Taking small values of nu leads to a large c, meaning that mis-classifications (counted for in the loss function) have a large impact upon the objective. In other words, fitting the data is more important than heading for easier solutions (given by the regularizer ||w||^2). For large nus, the quadratic regularizer is more important and label deviations wrt ground-truth data are more likely to occur, hence easier solutions with a usually better generalization ability are preferred.
Thanks a million for your advantageous comment and explanation it is pretty clear and nice.
The only thing which I'm thinking about is that if nu is lower bound on on the fraction of SVs, so increasing the nu should increase the number of SVs which may cause Overfitting! But we have concluded that increasing the nu should bring about Underfitting.
Hi Sajjad. I just realized that I mixed up nu-svm and one-class svm in above explanation. Hence the loss(X,y) is of course independent of y since there is no y in the one-class context. The main objective in oc-svm lies in the separation of data from the origin with some margin rho. The loss function used here can be interpreted with the distances of outliers from the separating hyperplane (with margin rho), where outliers define only those points that fall on the wrong side of the hyperplane (i.e. that have a margin lesser than rho).

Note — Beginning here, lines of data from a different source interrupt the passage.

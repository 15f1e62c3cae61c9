//! Transport primitives for provider API calls.
//!
//! The module exposes [`ProviderHttpClient`], the strategy's only dependency on an HTTP stack.
//! Requests and responses use the `oauth2` crate's [`HttpRequest`]/[`HttpResponse`] aliases
//! (plain `http` types with byte bodies) and failures use [`HttpClientError`], so custom
//! transports can be plugged in without depending on reqwest.

// std
use std::ops::Deref;
// crates.io
use oauth2::{HttpClientError, HttpRequest, HttpResponse};
// self
use crate::{
	_prelude::*,
	error::{ConfigError, TransportError},
	provider::ProviderEndpoint,
};

/// Boxed future returned by [`ProviderHttpClient::execute`].
pub type HttpFuture<'a, E> =
	Pin<Box<dyn Future<Output = Result<HttpResponse, HttpClientError<E>>> + 'a + Send>>;

/// Abstraction over HTTP transports capable of executing provider calls.
///
/// Implementations must be `Send + Sync + 'static` so a single transport can be shared by every
/// clone of a strategy, and the returned futures must be `Send` so hosts can drive them from
/// multi-threaded executors. Transports report the response as-is: the strategy reads the body
/// regardless of the HTTP status, because the provider signals failures in the JSON payload.
pub trait ProviderHttpClient
where
	Self: 'static + Send + Sync,
{
	/// Concrete error emitted by the underlying transport.
	type TransportError: 'static + Send + Sync + StdError;

	/// Executes `request` and resolves to the full response.
	fn execute(&self, request: HttpRequest) -> HttpFuture<'_, Self::TransportError>;
}

/// Thin wrapper around [`ReqwestClient`] so shared HTTP behavior lives in one place.
///
/// Provider endpoints return results directly, so redirects should not be followed; prefer
/// [`ReqwestHttpClient::new`], which disables them, over `Default`.
#[cfg(feature = "reqwest")]
#[derive(Clone, Default)]
pub struct ReqwestHttpClient(pub ReqwestClient);
#[cfg(feature = "reqwest")]
impl ReqwestHttpClient {
	/// Builds a client that never follows redirects.
	pub fn new() -> Result<Self, ConfigError> {
		let client = ReqwestClient::builder().redirect(reqwest::redirect::Policy::none()).build()?;

		Ok(Self(client))
	}

	/// Wraps an existing reqwest [`ReqwestClient`].
	pub fn with_client(client: ReqwestClient) -> Self {
		Self(client)
	}
}
#[cfg(feature = "reqwest")]
impl AsRef<ReqwestClient> for ReqwestHttpClient {
	fn as_ref(&self) -> &ReqwestClient {
		&self.0
	}
}
#[cfg(feature = "reqwest")]
impl Deref for ReqwestHttpClient {
	type Target = ReqwestClient;

	fn deref(&self) -> &Self::Target {
		&self.0
	}
}
#[cfg(feature = "reqwest")]
impl ProviderHttpClient for ReqwestHttpClient {
	type TransportError = ReqwestError;

	fn execute(&self, request: HttpRequest) -> HttpFuture<'_, Self::TransportError> {
		let client = self.0.clone();

		Box::pin(async move {
			let response = client
				.execute(request.try_into().map_err(Box::new)?)
				.await
				.map_err(Box::new)?;
			let status = response.status();
			let headers = response.headers().to_owned();
			let mut response_new =
				HttpResponse::new(response.bytes().await.map_err(Box::new)?.to_vec());

			*response_new.status_mut() = status;
			*response_new.headers_mut() = headers;

			Ok(response_new)
		})
	}
}

/// Maps a transport failure for `endpoint` into the strategy taxonomy.
pub fn map_transport_error<E>(endpoint: ProviderEndpoint, err: HttpClientError<E>) -> Error
where
	E: 'static + Send + Sync + StdError,
{
	match err {
		HttpClientError::Reqwest(inner) => TransportError::Network { endpoint, source: inner }.into(),
		HttpClientError::Http(inner) => ConfigError::from(inner).into(),
		HttpClientError::Io(source) => TransportError::Io { endpoint, source }.into(),
		HttpClientError::Other(message) =>
			TransportError::Network { endpoint, source: message.into() }.into(),
		_ => TransportError::Network {
			endpoint,
			source: "Unrecognized HTTP client failure.".into(),
		}
		.into(),
	}
}
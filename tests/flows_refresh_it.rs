#![cfg(all(feature = "reqwest", feature = "test"))]

// crates.io
use httpmock::prelude::*;
use serde_json::json;
// self
use oauth2_opskins::{
	_preludet::*,
	auth::{ClientCredentials, UserIdentity, basic_authorization},
	provider::ProviderEndpoint,
};

const CLIENT_ID: &str = "client-refresh";
const CLIENT_SECRET: &str = "secret-refresh";

fn strategy(server: &MockServer) -> ReqwestTestStrategy<UserIdentity> {
	let (strategy, _) = build_reqwest_test_strategy(
		&server.base_url(),
		test_options().build().expect("Test options should validate."),
		|identity: UserIdentity| async move { Ok::<_, BoxError>(identity) },
	);

	strategy.with_credentials(ClientCredentials::new(CLIENT_ID, CLIENT_SECRET))
}

#[tokio::test]
async fn refresh_returns_new_access_token() {
	let server = MockServer::start_async().await;
	let mock = server
		.mock_async(|when, then| {
			when.method(POST)
				.path("/v1/access_token")
				.header("authorization", basic_authorization(CLIENT_ID, CLIENT_SECRET))
				.body("grant_type=refresh_token&refresh_token=refresh-1");
			then.status(200).json_body(json!({ "access_token": "NEW", "expires_in": 1800 }));
		})
		.await;
	let strategy = strategy(&server);
	let token =
		strategy.refresh_access_token("refresh-1").await.expect("Refresh should succeed.");

	mock.assert_calls_async(1).await;

	assert_eq!(token.expose(), "NEW");
	assert!(strategy.pending_states().is_empty(), "Refresh never touches pending states.");
}

#[tokio::test]
async fn refresh_error_field_is_returned() {
	let server = MockServer::start_async().await;
	let mock = server
		.mock_async(|when, then| {
			when.method(POST).path("/v1/access_token");
			then.status(400).json_body(json!({ "error": "bad_grant" }));
		})
		.await;
	let strategy = strategy(&server);
	let err = strategy
		.refresh_access_token("revoked")
		.await
		.expect_err("Provider errors should be returned to the caller.");

	mock.assert_calls_async(1).await;

	match err {
		Error::Provider { endpoint, reason } => {
			assert_eq!(endpoint, ProviderEndpoint::AccessToken);
			assert_eq!(reason, "bad_grant");
		},
		other => panic!("Unexpected error: {other:?}."),
	}
}

#[tokio::test]
async fn refresh_requires_registered_client() {
	let server = MockServer::start_async().await;
	let (strategy, _) = build_reqwest_test_strategy(
		&server.base_url(),
		test_options().build().expect("Test options should validate."),
		|identity: UserIdentity| async move { Ok::<_, BoxError>(identity) },
	);
	let err = strategy
		.refresh_access_token("refresh")
		.await
		.expect_err("Refresh needs client credentials.");

	assert!(matches!(err, Error::NotReady));
}
//! OAuth client credentials and the persisted client records they come from.

// crates.io
use base64::{Engine as _, engine::general_purpose::STANDARD};
// self
use crate::{_prelude::*, auth::TokenSecret};

/// Client id/secret pair used for HTTP Basic authentication against the token endpoint.
#[derive(Clone, Debug, PartialEq, Eq)]
pub struct ClientCredentials {
	/// OAuth client identifier.
	pub client_id: String,
	/// OAuth client secret.
	pub client_secret: TokenSecret,
}
impl ClientCredentials {
	/// Creates a new credential pair.
	pub fn new(client_id: impl Into<String>, client_secret: impl Into<String>) -> Self {
		Self { client_id: client_id.into(), client_secret: TokenSecret::new(client_secret) }
	}

	/// Builds the `Authorization: Basic ...` header value for token endpoint calls.
	pub fn basic_authorization(&self) -> String {
		basic_authorization(&self.client_id, self.client_secret.expose())
	}
}
impl From<&RegisteredClient> for ClientCredentials {
	fn from(client: &RegisteredClient) -> Self {
		Self { client_id: client.client_id.clone(), client_secret: client.secret.clone() }
	}
}

/// Client record as returned by the provider and persisted by a [`ClientStore`].
///
/// Fields the strategy does not interpret (name, redirect URI, timestamps, etc.) are kept in
/// `extra` so persisted records round-trip untouched.
///
/// [`ClientStore`]: crate::store::ClientStore
#[derive(Clone, Debug, PartialEq, Serialize, Deserialize)]
pub struct RegisteredClient {
	/// OAuth client identifier.
	pub client_id: String,
	/// OAuth client secret.
	pub secret: TokenSecret,
	/// Remaining provider fields.
	#[serde(flatten)]
	pub extra: JsonMap<String, JsonValue>,
}
impl RegisteredClient {
	/// Creates a record without extra provider fields.
	pub fn new(client_id: impl Into<String>, secret: impl Into<String>) -> Self {
		Self { client_id: client_id.into(), secret: TokenSecret::new(secret), extra: JsonMap::new() }
	}
}

/// Formats `user:password` as an HTTP Basic authorization header value.
pub fn basic_authorization(user: &str, password: &str) -> String {
	format!("Basic {}", STANDARD.encode(format!("{user}:{password}")))
}
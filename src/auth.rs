//! Auth-domain models: redacted secrets, client credentials, and authenticated identities.

pub mod credentials;
pub mod identity;
pub mod secret;

pub use credentials::*;
pub use identity::*;
pub use secret::*;
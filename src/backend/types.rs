//! Wire-level types and fixed addresses of the trade-document backend.

use serde::Serialize;
use std::fmt;

/// Path of the document-load endpoint, relative to the backend base URL.
pub const DOCUMENT_LOAD_PATH: &str = "/api/mywave/trade/document/load";

/// Path of the MT700 synthesis endpoint, relative to the backend base URL.
pub const MT700_SYNTHESIS_PATH: &str = "/api/mywave/chatgpt/mt700withreference";

/// The backend rejects requests without a browser-like agent.
pub const BROWSER_USER_AGENT: &str =
    "Mozilla/5.0 (Windows NT 10.0; Win64; x64) AppleWebKit/537.36";

#[derive(Debug, Clone, Copy, PartialEq, Eq)]
pub enum DocumentKind {
    PurchaseOrder,
    Invoice,
}

impl DocumentKind {
    /// Value of the `type` query parameter understood by the document store.
    pub fn as_str(&self) -> &'static str {
        match self {
            DocumentKind::PurchaseOrder => "purchaseorder",
            DocumentKind::Invoice => "invoice",
        }
    }
}

impl fmt::Display for DocumentKind {
    fn fmt(&self, f: &mut fmt::Formatter<'_>) -> fmt::Result {
        f.write_str(self.as_str())
    }
}

/// Identifier plus kind of a document to load. Only lives for one fetch.
#[derive(Debug, Clone, PartialEq, Eq)]
pub struct DocumentRef {
    pub id: String,
    pub kind: DocumentKind,
}

impl DocumentRef {
    pub fn purchase_order(id: impl Into<String>) -> Self {
        Self {
            id: id.into(),
            kind: DocumentKind::PurchaseOrder,
        }
    }

    pub fn invoice(id: impl Into<String>) -> Self {
        Self {
            id: id.into(),
            kind: DocumentKind::Invoice,
        }
    }
}

/// Body of the synthesis call. Field order is the wire order.
#[derive(Debug, Clone, PartialEq, Eq, Serialize)]
pub struct ComposedRequest {
    #[serde(rename = "PURCHASEORDER")]
    pub purchase_order_id: String,
    #[serde(rename = "PROFORMAINVOICE")]
    pub proforma_invoice_id: String,
    #[serde(rename = "SalesAgreement")]
    pub sales_agreement_note: String,
}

The optimization problem looks like:
min_{w,xi,rho} 0.5*||w||^2 + c*sum_i(xi_i) - rho
where the xi_i are the outlier distances from the hyperplane and c=1/(n*nu).
I.e. we want to maximize the margin rho (last term) while having easy solutions (first term) and relatively small number of outliers (second term). The strength of the second term is inversely affected by the parameter nu (as described above), i.e. a small nu leads to large emphasis on making only small outliers and so on.
Thanks for your question whether "increasing the nu brings overfitting". Well, again, it is my fault, since my explanation was a bit flawy. A large number of SVs only points toward overfitting in the hard-margin binary SVM case, as SVs are points that uniquely define the hyperplane (i.e. those direclty on the hyperplane). In the (popular) soft-margin case, however, SVs are those hyperplane points and all outliers.
The latter carries over to one-class SVM and also suggests where the above-mentioned lower bound might come from.
One last comment: I am not sure if the terms under- and overfitting should be used in this context, as we effectively have no response variables y to fit.
I'm trying to support our discussion by implementing practical example using data sets. And about your last comment, I assume that I have access to a validation set which is contained samples from two class, Normal and Abnormal.
In my experiments by decreasing the parameter "nu" the system is going toward Overfitting. I mean by decreasing the nu, train error is decreasing and validation error is increasing.
Well, a decrease in training error is to be expected by decreasing nu, since more and more training data points fall on the correct side of the hypersphere (less outliers due to above-mentioned upper bound). But assuming a too small outlier ratio can easily result in many negatives also falling on this side of the hypersphere, causing a higher test error.
Jakoola's heuristic trick is a nice approach to estimate "gamma" and it is more logical than using 1/n as in many packages that provide an automatic estimation for this parameter.